▶ Data to process
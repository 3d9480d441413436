//! Diagnostic byte-counting layer
//!
//! Counts and traces traffic without touching it. Removing this layer from a
//! chain changes nothing on the wire.

use super::{BoxConn, HalfCloseMode, SharedDialer, StreamConn, StreamDialer, TransportError};
use async_trait::async_trait;
use std::io;
use std::pin::Pin;
use std::sync::atomic::{AtomicU64, Ordering};
use std::sync::Arc;
use std::task::{ready, Context, Poll};
use tokio::io::{AsyncRead, AsyncWrite, ReadBuf};
use tracing::{debug, trace};

/// Shared read/write byte counters
#[derive(Debug, Clone, Default)]
pub struct ByteCounters {
    read: Arc<AtomicU64>,
    written: Arc<AtomicU64>,
}

impl ByteCounters {
    /// Total bytes read
    pub fn bytes_read(&self) -> u64 {
        self.read.load(Ordering::Relaxed)
    }

    /// Total bytes written
    pub fn bytes_written(&self) -> u64 {
        self.written.load(Ordering::Relaxed)
    }
}

/// Dialer that wraps every connection in a [`LoggingConn`]
pub struct LoggingDialer {
    inner: SharedDialer,
    totals: ByteCounters,
}

impl LoggingDialer {
    /// Wrap an inner dialer
    pub fn new(inner: SharedDialer) -> Self {
        Self {
            inner,
            totals: ByteCounters::default(),
        }
    }

    /// Counters aggregated over every connection this dialer produced
    pub fn totals(&self) -> ByteCounters {
        self.totals.clone()
    }
}

#[async_trait]
impl StreamDialer for LoggingDialer {
    async fn dial_stream(&self, addr: &str) -> Result<BoxConn, TransportError> {
        match self.inner.dial_stream(addr).await {
            Ok(conn) => {
                debug!("[{}] dialed {}", self.inner.name(), addr);
                Ok(Box::new(LoggingConn::with_counters(
                    conn,
                    addr,
                    self.totals.clone(),
                )))
            }
            Err(e) => {
                debug!("[{}] dial {} failed: {}", self.inner.name(), addr, e);
                Err(e)
            }
        }
    }

    fn name(&self) -> &'static str {
        "logging"
    }

    fn rewrites_http(&self) -> bool {
        self.inner.rewrites_http()
    }
}

/// Connection wrapper that counts bytes in each direction
pub struct LoggingConn<C> {
    inner: C,
    addr: String,
    counters: ByteCounters,
    totals: Option<ByteCounters>,
}

impl<C> LoggingConn<C> {
    /// Wrap a connection
    pub fn new(inner: C, addr: &str) -> Self {
        Self {
            inner,
            addr: addr.to_string(),
            counters: ByteCounters::default(),
            totals: None,
        }
    }

    fn with_counters(inner: C, addr: &str, totals: ByteCounters) -> Self {
        Self {
            inner,
            addr: addr.to_string(),
            counters: ByteCounters::default(),
            totals: Some(totals),
        }
    }

    /// Counters for this connection
    pub fn counters(&self) -> ByteCounters {
        self.counters.clone()
    }

    fn add_read(&self, n: usize) {
        self.counters.read.fetch_add(n as u64, Ordering::Relaxed);
        if let Some(totals) = &self.totals {
            totals.read.fetch_add(n as u64, Ordering::Relaxed);
        }
    }

    fn add_written(&self, n: usize) {
        self.counters.written.fetch_add(n as u64, Ordering::Relaxed);
        if let Some(totals) = &self.totals {
            totals.written.fetch_add(n as u64, Ordering::Relaxed);
        }
    }
}

impl<C: AsyncRead + Unpin> AsyncRead for LoggingConn<C> {
    fn poll_read(
        mut self: Pin<&mut Self>,
        cx: &mut Context<'_>,
        buf: &mut ReadBuf<'_>,
    ) -> Poll<io::Result<()>> {
        let before = buf.filled().len();
        ready!(Pin::new(&mut self.inner).poll_read(cx, buf))?;
        let n = buf.filled().len() - before;
        self.add_read(n);
        trace!("{}: read {} bytes", self.addr, n);
        Poll::Ready(Ok(()))
    }
}

impl<C: AsyncWrite + Unpin> AsyncWrite for LoggingConn<C> {
    fn poll_write(
        mut self: Pin<&mut Self>,
        cx: &mut Context<'_>,
        buf: &[u8],
    ) -> Poll<io::Result<usize>> {
        let n = ready!(Pin::new(&mut self.inner).poll_write(cx, buf))?;
        self.add_written(n);
        trace!("{}: wrote {} bytes", self.addr, n);
        Poll::Ready(Ok(n))
    }

    fn poll_flush(mut self: Pin<&mut Self>, cx: &mut Context<'_>) -> Poll<io::Result<()>> {
        Pin::new(&mut self.inner).poll_flush(cx)
    }

    fn poll_shutdown(mut self: Pin<&mut Self>, cx: &mut Context<'_>) -> Poll<io::Result<()>> {
        trace!("{}: close write", self.addr);
        Pin::new(&mut self.inner).poll_shutdown(cx)
    }
}

impl<C: StreamConn> StreamConn for LoggingConn<C> {
    fn half_close_mode(&self) -> HalfCloseMode {
        self.inner.half_close_mode()
    }

    fn close_read(&mut self) -> io::Result<()> {
        trace!("{}: close read", self.addr);
        self.inner.close_read()
    }
}

impl<C> Drop for LoggingConn<C> {
    fn drop(&mut self) {
        debug!(
            "{}: closed after {} bytes read, {} bytes written",
            self.addr,
            self.counters.bytes_read(),
            self.counters.bytes_written()
        );
    }
}

#[cfg(test)]
mod tests {
    use super::*;
    use crate::transport::{PlainConn, StreamConnExt};
    use tokio::io::{AsyncReadExt, AsyncWriteExt};

    #[tokio::test]
    async fn test_logging_counts_without_altering() {
        let (a, b) = tokio::io::duplex(1024);
        let mut conn = LoggingConn::new(PlainConn::new(a), "test:1");
        let mut peer = PlainConn::new(b);

        conn.write_all(b"ping").await.unwrap();
        let mut buf = [0u8; 4];
        peer.read_exact(&mut buf).await.unwrap();
        assert_eq!(&buf, b"ping");

        peer.write_all(b"pong!").await.unwrap();
        let mut buf = [0u8; 5];
        conn.read_exact(&mut buf).await.unwrap();
        assert_eq!(&buf, b"pong!");

        let counters = conn.counters();
        assert_eq!(counters.bytes_written(), 4);
        assert_eq!(counters.bytes_read(), 5);
    }

    #[tokio::test]
    async fn test_logging_forwards_half_close() {
        let (a, b) = tokio::io::duplex(1024);
        let mut conn = LoggingConn::new(PlainConn::new(a), "test:2");
        let mut peer = PlainConn::new(b);

        assert_eq!(conn.half_close_mode(), HalfCloseMode::Independent);
        conn.close_read().unwrap();
        conn.write_all(b"data").await.unwrap();
        conn.close_write().await.unwrap();

        let mut buf = Vec::new();
        peer.read_to_end(&mut buf).await.unwrap();
        assert_eq!(buf, b"data");
    }
}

▶ Instructions to follow
Your answer should be only the number of lines in the entries above that hold the string "TransportError".

▶ Task output
2